Ich musste mich mein halbes Leben fürs Gaming schämen
von Pascal Parvex am 01.10.21 um 18:21

Crosspost aus dem Maniac:

Ich hatte gestern bei den Eltern am Abend ein Riesenwortgefecht mit meinem Vater. Er hat wohl gemeint, er könne mich wegen meiner politischen Ansichten (Linksgrün versiffter Gutmensch) bis zu seinem Lebensende als dumm und beschränkt hinstellen ("Überlege Mal, was du da sagst*" Mimimimi!). Dabei habe ich damit nie angefangen, sondern immer er. Er hat das X-Mal schon gemacht, ist über die linken "Parasiten" (Seine Wortwahl), welche den ach so armen Reichen immer nur das Geld wegnehmen wollen, hergezogen. Ich war da immer defensiv, obwohl er mich natürlich jedes Mal persönlich getroffen hat. Gestern war aber das Fass voll.

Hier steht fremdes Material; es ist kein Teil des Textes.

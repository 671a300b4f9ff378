//! Logging configuration.

use serde::{Deserialize, Serialize};
use std::path::PathBuf;

/// Logging configuration
#[derive(Debug, Clone, Serialize, Deserialize)]
pub struct LogConfig {
    /// Log level (trace, debug, info, warn, error)
    #[serde(default = "default_log_level")]
    pub level: String,

    /// Output format for stderr (json, pretty)
    #[serde(default = "default_format")]
    pub format: LogFormat,

    /// Directory for a JSON log file (optional, if None logs only to stderr)
    pub log_dir: Option<PathBuf>,
}

/// Log line format
#[derive(Debug, Clone, Copy, Serialize, Deserialize, PartialEq, Eq, clap::ValueEnum)]
#[serde(rename_all = "lowercase")]
pub enum LogFormat {
    /// One JSON object per line
    Json,
    /// Human-readable text
    Pretty,
}

impl Default for LogConfig {
    fn default() -> Self {
        Self {
            level: default_log_level(),
            format: default_format(),
            log_dir: None,
        }
    }
}

fn default_log_level() -> String {
    "warn".to_string()
}

const fn default_format() -> LogFormat {
    LogFormat::Pretty
}
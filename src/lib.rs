//! settings-report - project settings loader and reporter
//!
//! Reads `<project_root>/configs/settings.yaml`, checks that the expected
//! keys are present, and prints a short summary.
//!
//! # Architecture
//!
//! - **Domain Layer** (`domain`): parsed settings, extracted summary, errors
//! - **Infrastructure Layer** (`infrastructure`): file resolution, loading, logging
//! - **CLI Layer** (`cli`): argument parsing, report printing, exit codes
//!
//! # Example
//!
//! ```no_run
//! use settings_report::cli::report::Reporter;
//! use settings_report::infrastructure::config::ConfigLoader;
//!
//! let reporter = Reporter::new(ConfigLoader::new("configs/settings.yaml"));
//! let mut out = std::io::stdout();
//! reporter.run(&mut out)?;
//! # Ok::<(), settings_report::cli::report::ReportError>(())
//! ```

pub mod cli;
pub mod domain;
pub mod infrastructure;

// Re-export commonly used types for convenience
pub use cli::report::{ReportError, ReportOutput, Reporter};
pub use domain::errors::{SettingsError, SettingsResult};
pub use domain::models::{Settings, SettingsSummary};
pub use infrastructure::config::ConfigLoader;
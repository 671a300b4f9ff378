//! Output formatting utilities for the CLI.

use std::io::{self, Write};

use serde::Serialize;

/// Result that can be printed for humans or as JSON.
pub trait CommandOutput: Serialize {
    /// Plain-text rendering
    fn to_human(&self) -> String;
    /// JSON rendering
    fn to_json(&self) -> serde_json::Value;
}

/// Write `result` to `out` in the selected mode, followed by a newline.
pub fn write_output<T: CommandOutput, W: Write>(
    result: &T,
    json_mode: bool,
    out: &mut W,
) -> io::Result<()> {
    if json_mode {
        let rendered = serde_json::to_string_pretty(&result.to_json()).map_err(io::Error::other)?;
        writeln!(out, "{rendered}")
    } else {
        writeln!(out, "{}", result.to_human())
    }
}

/// Error report for stderr.
#[derive(Debug, Serialize)]
pub struct ErrorOutput {
    /// Error kind, e.g. `missing_key`
    pub error: &'static str,
    /// Human-readable message
    pub message: String,
}

impl CommandOutput for ErrorOutput {
    fn to_human(&self) -> String {
        format!("ERROR: {}", self.message)
    }

    fn to_json(&self) -> serde_json::Value {
        serde_json::to_value(self).unwrap_or_default()
    }
}
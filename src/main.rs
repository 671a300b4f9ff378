//! settings-report CLI entry point.

use std::io;
use std::process::ExitCode;

use clap::Parser;

use settings_report::cli::report::Reporter;
use settings_report::cli::{handle_error, Cli};
use settings_report::infrastructure::config::ConfigLoader;
use settings_report::infrastructure::logging::LoggerImpl;

fn main() -> ExitCode {
    let cli = Cli::parse();

    let _logger = match LoggerImpl::init(&cli.log_config()) {
        Ok(logger) => logger,
        Err(err) => {
            eprintln!("ERROR: Failed to initialize logging: {err:#}");
            return ExitCode::FAILURE;
        }
    };

    let reporter = Reporter::new(ConfigLoader::new(cli.settings_path()));
    let mut stdout = io::stdout().lock();

    let result = if cli.json {
        reporter.run_json(&mut stdout)
    } else {
        reporter.run(&mut stdout)
    };

    match result {
        Ok(_) => ExitCode::SUCCESS,
        Err(err) => handle_error(&err, cli.json),
    }
}
//! Logging infrastructure
//!
//! Structured logging using tracing and tracing-subscriber:
//! - Human or JSON formatting on stderr
//! - Optional JSON log file

pub mod config;
pub mod logger;

pub use config::{LogConfig, LogFormat};
pub use logger::LoggerImpl;
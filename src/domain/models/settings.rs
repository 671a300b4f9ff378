//! Parsed settings document and dotted-key lookup.

use serde_yaml::{Mapping, Value};

use crate::domain::errors::{SettingsError, SettingsResult};

/// Parsed settings document
///
/// A nested mapping exactly as the YAML file describes it. Keys are looked
/// up with dotted paths such as `database.port`.
#[derive(Debug, Clone, Default, PartialEq)]
pub struct Settings {
    root: Mapping,
}

impl Settings {
    /// Parse a YAML document into settings
    ///
    /// An empty document yields empty settings. A document whose root is
    /// not a mapping is rejected as a parse error.
    pub fn from_yaml_str(content: &str) -> SettingsResult<Self> {
        if content.trim().is_empty() {
            return Ok(Self::default());
        }

        let mut value = serde_yaml::from_str::<Value>(content)?;
        value.apply_merge()?;

        match value {
            Value::Mapping(root) => Ok(Self { root }),
            Value::Null => Ok(Self::default()),
            _ => Err(SettingsError::Parse(
                "expected a mapping at the document root".to_string(),
            )),
        }
    }

    /// Look up a dotted key, returning `None` when any segment is absent
    pub fn get(&self, key: &str) -> SettingsResult<Option<&Value>> {
        let mut current = &self.root;
        let mut segments = key.split('.').peekable();
        let mut consumed = 0usize;

        while let Some(segment) = segments.next() {
            consumed += segment.len();
            let Some(value) = current.get(segment) else {
                return Ok(None);
            };

            if segments.peek().is_none() {
                return Ok(Some(value));
            }

            match value {
                Value::Mapping(inner) => current = inner,
                _ => {
                    return Err(SettingsError::InvalidType {
                        key: key[..consumed].to_string(),
                        expected: "mapping",
                    })
                }
            }
            // account for the '.' separator
            consumed += 1;
        }

        Ok(None)
    }

    /// Look up a dotted key that must be present
    pub fn require(&self, key: &str) -> SettingsResult<&Value> {
        self.get(key)?
            .ok_or_else(|| SettingsError::MissingKey(key.to_string()))
    }

    /// Look up a key holding a YAML string
    pub fn require_str(&self, key: &str) -> SettingsResult<&str> {
        self.require(key)?
            .as_str()
            .ok_or_else(|| SettingsError::InvalidType {
                key: key.to_string(),
                expected: "string",
            })
    }

    /// Look up a key and render its value for display
    ///
    /// Strings come back unchanged, numbers and booleans in their YAML
    /// form (`5432`, `1.5`, `true`), null as `null`. Sequences and mappings
    /// render as inline JSON, or as YAML when a key has no JSON form.
    pub fn require_display(&self, key: &str) -> SettingsResult<String> {
        match self.require(key)? {
            Value::String(s) => Ok(s.clone()),
            Value::Number(n) => Ok(n.to_string()),
            Value::Bool(b) => Ok(b.to_string()),
            Value::Null => Ok("null".to_string()),
            other => match serde_json::to_string(other) {
                Ok(json) => Ok(json),
                Err(_) => Ok(serde_yaml::to_string(other)?.trim_end().to_string()),
            },
        }
    }

    /// Names of the top-level sections
    pub fn sections(&self) -> Vec<String> {
        self.root
            .keys()
            .filter_map(|k| match k {
                Value::String(s) => Some(s.clone()),
                Value::Number(n) => Some(n.to_string()),
                Value::Bool(b) => Some(b.to_string()),
                _ => None,
            })
            .collect()
    }

    /// Number of top-level sections
    pub fn len(&self) -> usize {
        self.root.len()
    }

    /// Whether the document has no top-level sections
    pub fn is_empty(&self) -> bool {
        self.root.is_empty()
    }
}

So, jetzt zum Gamingbezug: Bin ich der einzige, der sich seine ganze Pubertät und darüber hinaus für seine Gamingleidenschaft schämen musste, ja fast als Aussätziger behandelt wurde? Mein Vater ist mit meinem älteren Bruder früher mehr als einmal die rund 200 Kilometer (Ein Weg!) nach Sion im Wallis gefahren, um dort ein Spiel der Lieblingsmannschaft Sion (Sitten) anschauen zu gehen. Es wäre ihm aber scheinbar nie in den Sinn gekommen, mit mir auf eine Computermesse zu fahren, jedenfalls stelle ich mir das so vor. Als ich ihn gefragt habe, ob er mir einen PC für einen Tausender kauft, hat er nein gesagt. Aber für meine klavierspielende Schwester hat er ohne mit der Wimper zu zucken einen Klavierstuhl, auf dem man nur sitzen kann, für 600 Eier gekauft. Reiner Luxus, und seit Jahren wird er nur noch als Ablage benutzt. Und das eigentliche Klavier war wahrscheinlich gratis oder was, und von den Wartungsarbeiten ganz zu schweigen; dazu kommt, dass dieses Klavier in bis heute wohl 10:1 weniger Stunden benutzt wurde, als der einzige Computer damals. Ich musste also bis 1996 mit Vaters 386er, der nicht mal ein Soundkarte hatte (X-Wing mehr als einmal ruckelnd durchgespielt, ohne einen einzigen Ton, ein Star Wars Spiel ohne Ton, geil wa'?) durchhalten, bis er endlich was neues kaufte. Dafür durfte ich mich immer, wenn mein Vater an den PC wollte, demütigend von ihm verscheuchen lassen. Meine Computer und Konsolen habe ich allesamt selber bezahlt.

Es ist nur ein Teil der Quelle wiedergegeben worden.